Break time - At this time in 1947, it was an article of faith, like the sun rising in the east, that Harry Truman would be a one-termer, but he went on to defeat Tom Dewey. OK - break over.
Herbert Hoover - Hoover was in the first year of his Presidency when the sins of Harding and Coolidge and eight years of reckless exuberance on Wall Street came crashing down. He wasn't a bad guy in many ways, and would later serve FDR (and, by extension, America) overseeing war production in the 40s. He just didn't have any answers and was swept out of office in '32 by FDR. An indirect secondary cause may have been a general sense of dissatisfaction among Americans with the gangsterism that took hold during prohibition, and a desire to repeal the amendment outlawing booze.

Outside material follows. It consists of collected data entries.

#[cfg(test)]
mod tests {
    use super::*;
    use crate::services::reference_model_builder::ReferenceModelBuilder;
    use chrono::Utc;
    use pretty_assertions::assert_eq;

    /// A smooth rep: 170 down to `bottom` and back, valley at `valley_at` of `len`
    fn rep_curve(len: usize, valley_at: usize, bottom: f64) -> Vec<f64> {
        (0..len)
            .map(|i| {
                let t = if i <= valley_at {
                    i as f64 / valley_at as f64
                } else {
                    1.0 - (i - valley_at) as f64 / (len - 1 - valley_at) as f64
                };
                let shape = (t * std::f64::consts::FRAC_PI_2).sin();
                170.0 - (170.0 - bottom) * shape
            })
            .collect()
    }

    fn model_from(raw: &[f64], std: f64) -> ReferenceModel {
        let mut model = ReferenceModelBuilder::new("pushup", 50)
            .build_from_trajectories(&[raw.to_vec()])
            .unwrap();
        model.std_curve = vec![std; model.len()];
        model
    }

    #[test]
    fn test_self_similarity() {
        let raw = rep_curve(60, 30, 85.0);
        let model = ReferenceModelBuilder::new("pushup", 50)
            .build_from_trajectories(&[raw.clone()])
            .unwrap();
        let result = FormScorer::default().score_rep(&raw, &model);
        assert_eq!(result.similarity_percent, 100.0);
        assert!(result.deviations.is_empty());
        assert_eq!(result.quality_score, 100.0);
        assert_eq!(result.rating, Rating::Excellent);
        assert_eq!(result.feedback.text(), "Perfect!");
    }

    #[test]
    fn test_shallow_candidate_triggers_high_depth() {
        let reference: Vec<f64> = vec![1.0, 0.5, 0.0, 0.5, 1.0];
        let model = ReferenceModel {
            exercise_id: "squat".to_string(),
            mean_curve: reference,
            std_curve: vec![0.1; 5],
            sample_count: 3,
            bottom_angle: None,
            trained_at: Utc::now(),
        };
        let candidate = vec![1.0, 0.75, 0.5, 0.75, 1.0];
        let result = FormScorer::default().analyze_normalized(&candidate, &model);
        let depth = result
            .deviations
            .iter()
            .find(|d| d.category == DeviationCategory::Depth)
            .unwrap();
        assert_eq!(depth.severity, Severity::High);
        assert_eq!(result.feedback.text(), "Go deeper");
        assert!((result.details.user_depth - 0.5).abs() < 1e-12);
    }

    #[test]
    fn test_slightly_shallow_is_low_severity() {
        let model = ReferenceModel {
            exercise_id: "squat".to_string(),
            mean_curve: vec![1.0, 0.5, 0.0, 0.5, 1.0],
            std_curve: vec![1.0; 5],
            sample_count: 3,
            bottom_angle: None,
            trained_at: Utc::now(),
        };
        let candidate = vec![1.0, 0.55, 0.15, 0.55, 1.0];
        let result = FormScorer::default().analyze_normalized(&candidate, &model);
        assert_eq!(result.deviations.len(), 1);
        assert_eq!(result.deviations[0].category, DeviationCategory::Depth);
        assert_eq!(result.deviations[0].severity, Severity::Low);
        assert!((result.quality_score - (result.similarity_percent - 3.0)).abs() < 1e-9);
    }

    #[test]
    fn test_fast_descent() {
        let model = model_from(&rep_curve(60, 30, 85.0), 1.0);
        // Valley at sample 6 of 60: the descent takes a tenth of the rep
        let result = FormScorer::default().score_rep(&rep_curve(60, 6, 85.0), &model);
        let tempo = result
            .deviations
            .iter()
            .find(|d| d.category == DeviationCategory::Tempo)
            .unwrap();
        assert_eq!(tempo.severity, Severity::High);
        assert_eq!(tempo.description, "Descending too fast");
    }

    #[test]
    fn test_fast_ascent() {
        let model = model_from(&rep_curve(60, 30, 85.0), 1.0);
        let result = FormScorer::default().score_rep(&rep_curve(60, 50, 85.0), &model);
        let tempo = result
            .deviations
            .iter()
            .find(|d| d.category == DeviationCategory::Tempo)
            .unwrap();
        assert_eq!(tempo.severity, Severity::Medium);
        assert_eq!(tempo.feedback, "Control the way up");
    }

    #[test]
    fn test_jerky_movement() {
        let smooth = rep_curve(60, 30, 85.0);
        let model = model_from(&smooth, 1.0);
        let jerky: Vec<f64> = smooth
            .iter()
            .enumerate()
            .map(|(i, a)| if i % 2 == 0 { a + 6.0 } else { a - 6.0 })
            .collect();
        let result = FormScorer::default().score_rep(&jerky, &model);
        assert!(result
            .deviations
            .iter()
            .any(|d| d.category == DeviationCategory::Smoothness && d.severity == Severity::Medium));
    }

    #[test]
    fn test_localized_deviation_buckets() {
        let reference = vec![0.5; 10];
        let model = ReferenceModel {
            exercise_id: "pushup".to_string(),
            mean_curve: reference.clone(),
            std_curve: vec![0.0; 10],
            sample_count: 1,
            bottom_angle: None,
            trained_at: Utc::now(),
        };
        let scorer = FormScorer::default();

        let mut early = reference.clone();
        early[0] = 0.6;
        early[1] = 0.6;
        let result = scorer.analyze_normalized(&early, &model);
        assert_eq!(result.details.deviating_indices, vec![0, 1]);
        assert!(result.deviations.iter().any(|d| d.category == DeviationCategory::EarlyPhase));

        let mut late = reference.clone();
        late[9] = 0.6;
        let result = scorer.analyze_normalized(&late, &model);
        assert!(result.deviations.iter().any(|d| d.category == DeviationCategory::LatePhase));

        let mut middle = reference;
        middle[5] = 0.6;
        let result = scorer.analyze_normalized(&middle, &model);
        assert_eq!(result.details.deviating_indices, vec![5]);
        assert!(!result
            .deviations
            .iter()
            .any(|d| matches!(d.category, DeviationCategory::EarlyPhase | DeviationCategory::LatePhase)));
    }

    #[test]
    fn test_severity_weighted_penalties() {
        let model = ReferenceModel {
            exercise_id: "squat".to_string(),
            mean_curve: vec![1.0, 0.5, 0.0, 0.5, 1.0],
            std_curve: vec![1.0; 5],
            sample_count: 3,
            bottom_angle: None,
            trained_at: Utc::now(),
        };
        let result = FormScorer::default().analyze_normalized(&[1.0, 0.8, 0.6, 0.8, 1.0], &model);
        let penalty: f64 = result
            .deviations
            .iter()
            .map(|d| match d.severity {
                Severity::High => 15.0,
                Severity::Medium => 8.0,
                Severity::Low => 3.0,
            })
            .sum();
        let expected = (result.similarity_percent - penalty).clamp(0.0, 100.0);
        assert!((result.quality_score - expected).abs() < 1e-9);
    }

    #[test]
    fn test_degenerate_candidate_is_defined() {
        let model = model_from(&rep_curve(60, 30, 85.0), 0.1);
        let result = FormScorer::default().score_rep(&[120.0], &model);
        assert!(result.quality_score >= 0.0 && result.quality_score <= 100.0);
        assert_eq!(result.similarity_percent, 0.0);
        assert!(result
            .deviations
            .iter()
            .any(|d| d.category == DeviationCategory::Depth && d.severity == Severity::High));
    }

    #[test]
    fn test_encouragement_tiers() {
        let scorer = FormScorer::default();
        assert_eq!(scorer.select_feedback(&[], 95.0).text(), "Perfect!");
        assert_eq!(scorer.select_feedback(&[], 85.0).text(), "Very good!");
        assert_eq!(scorer.select_feedback(&[], 40.0).text(), "Good!");
    }

    #[test]
    fn test_praise_tier_follows_configured_cutoffs() {
        let scorer = FormScorer::new(ScoringConfig {
            perfect_score: 70.0,
            very_good_score: 50.0,
            ..ScoringConfig::default()
        });
        assert_eq!(scorer.select_feedback(&[], 75.0), FeedbackCue::encouragement(Praise::Perfect));
        assert_eq!(scorer.select_feedback(&[], 55.0), FeedbackCue::encouragement(Praise::VeryGood));
        assert_eq!(scorer.select_feedback(&[], 45.0), FeedbackCue::encouragement(Praise::Good));
    }

    #[test]
    fn test_similarity_helpers() {
        assert_eq!(cosine_similarity(&[0.0, 0.0], &[1.0, 1.0]), 0.0);
        assert_eq!(pearson_correlation(&[1.0, 1.0, 1.0], &[0.0, 1.0, 2.0]), 0.0);
        assert!((pearson_correlation(&[0.0, 1.0, 2.0], &[2.0, 1.0, 0.0]) + 1.0).abs() < 1e-12);
        assert_eq!(mean_abs_second_difference(&[0.0, 1.0]), 0.0);
        assert!((mean_abs_second_difference(&[0.0, 1.0, 0.0, 1.0]) - 2.0).abs() < 1e-12);
    }
}
use anyhow::{bail, Context, Result};
use clap::Args;
use colored::Colorize;
use std::fs;
use std::path::{Path, PathBuf};

use rep_coach::models::Recording;
use rep_coach::services::{JsonModelStore, TrainingService};

use crate::config;

#[derive(Args)]
pub struct TrainCommand {
    /// Exercise id, e.g. pushup or squat
    exercise: String,

    /// Recording files or directories of `.csv` recordings
    #[arg(required = true)]
    inputs: Vec<PathBuf>,

    /// Override the minimum peak prominence in degrees
    #[arg(long)]
    prominence: Option<f64>,

    /// Directory to write the model to (defaults to `models_dir` from config)
    #[arg(short, long)]
    output: Option<PathBuf>,

    /// Frame width in pixels used to scale landmark coordinates
    #[arg(long, default_value = "1.0")]
    width: f64,

    /// Frame height in pixels used to scale landmark coordinates
    #[arg(long, default_value = "1.0")]
    height: f64,
}

impl TrainCommand {
    pub async fn execute(self, config_path: Option<&Path>) -> Result<()> {
        let mut config = config::load(config_path)?;
        if let Some(prominence) = self.prominence {
            config.segmentation.prominence_deg = prominence;
            config.validate()?;
        }

        let files = collect_recordings(&self.inputs)?;
        if files.is_empty() {
            bail!("No .csv recordings found in the given inputs");
        }

        let recordings = files
            .iter()
            .map(|path| {
                Recording::from_csv_file(path)
                    .with_context(|| format!("Failed to read recording {}", path.display()))
            })
            .collect::<Result<Vec<_>>>()?;

        let service = TrainingService::new(&config, &self.exercise)?
            .with_frame_size(self.width, self.height);
        let store = JsonModelStore::new(self.output.unwrap_or(config.models_dir));

        println!("Training reference model for: {}", self.exercise.as_str().bold());
        println!("────────────────────────────────");

        let report = service
            .train_and_save(&recordings, &store)
            .with_context(|| format!("Training failed for '{}'", self.exercise))?;

        for recording in &report.recordings {
            let min_angle = recording
                .min_angle
                .map(|a| format!("{:.1}°", a))
                .unwrap_or_else(|| "-".to_string());
            let reps = if recording.reps == 0 {
                "0 reps".yellow()
            } else {
                format!("{} reps", recording.reps).as_str().normal()
            };
            println!(
                "  {}: {}, {}/{} frames, min angle {}",
                recording.name, reps, recording.detected_frames, recording.frames, min_angle
            );
        }

        println!("────────────────────────────────");
        println!(
            "{} Model saved: {}",
            "✓".green(),
            store.path_for(&self.exercise).display()
        );
        println!("  Samples: {}", report.model.sample_count);
        if let Some(bottom) = &report.model.bottom_angle {
            println!("  Bottom angle: {:.1}° ± {:.1}°", bottom.mean_deg, bottom.std_deg);
        }

        Ok(())
    }
}

/// Expand directories into their `.csv` files, sorted by name
fn collect_recordings(inputs: &[PathBuf]) -> Result<Vec<PathBuf>> {
    let mut files = Vec::new();
    for input in inputs {
        if input.is_dir() {
            let mut entries: Vec<PathBuf> = fs::read_dir(input)
                .with_context(|| format!("Failed to read directory {}", input.display()))?
                .filter_map(|entry| entry.ok().map(|e| e.path()))
                .filter(|path| path.extension().is_some_and(|ext| ext == "csv"))
                .collect();
            entries.sort();
            files.extend(entries);
        } else {
            files.push(input.clone());
        }
    }
    Ok(files)
}

#[cfg(test)]
mod tests {
    use super::*;
    use tempfile::TempDir;

    #[test]
    fn test_collect_recordings_expands_directories() {
        let dir = TempDir::new().unwrap();
        fs::write(dir.path().join("b.csv"), "").unwrap();
        fs::write(dir.path().join("a.csv"), "").unwrap();
        fs::write(dir.path().join("notes.txt"), "").unwrap();
        let single = dir.path().join("extra.csv");

        let files = collect_recordings(&[dir.path().to_path_buf(), single.clone()]).unwrap();
        let names: Vec<String> = files
            .iter()
            .map(|p| p.file_name().unwrap().to_string_lossy().into_owned())
            .collect();
        assert_eq!(names, vec!["a.csv", "b.csv", "extra.csv"]);
    }
}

W. H. Taft - I concede not knowing a lot about Taft. I do know it was a wild four-way election with W.H. Taft (who would go on to the SCOTUS) running as the Republican incumbent against former President Teddy Roosevelt (on the Bull Moose ticket with Hiram Johnson as VP), Democrat Woodrow Wilson, and Socialist Eugene Debs. Wilson won, and would be re-elected in '16 on the platform "He kept us out of war", and would then promptly take us into WW I. Personally (and I'll get in trouble with Skinner for this), I'd have voted for TR.
100 years of one termers.
Note that I don't count JFK, as he was assassinated and we'll never know for sure how he would have fared in '64.
* "it's the economy, stupid" was a theme of Bill Clinton's campaign against GHW Bush.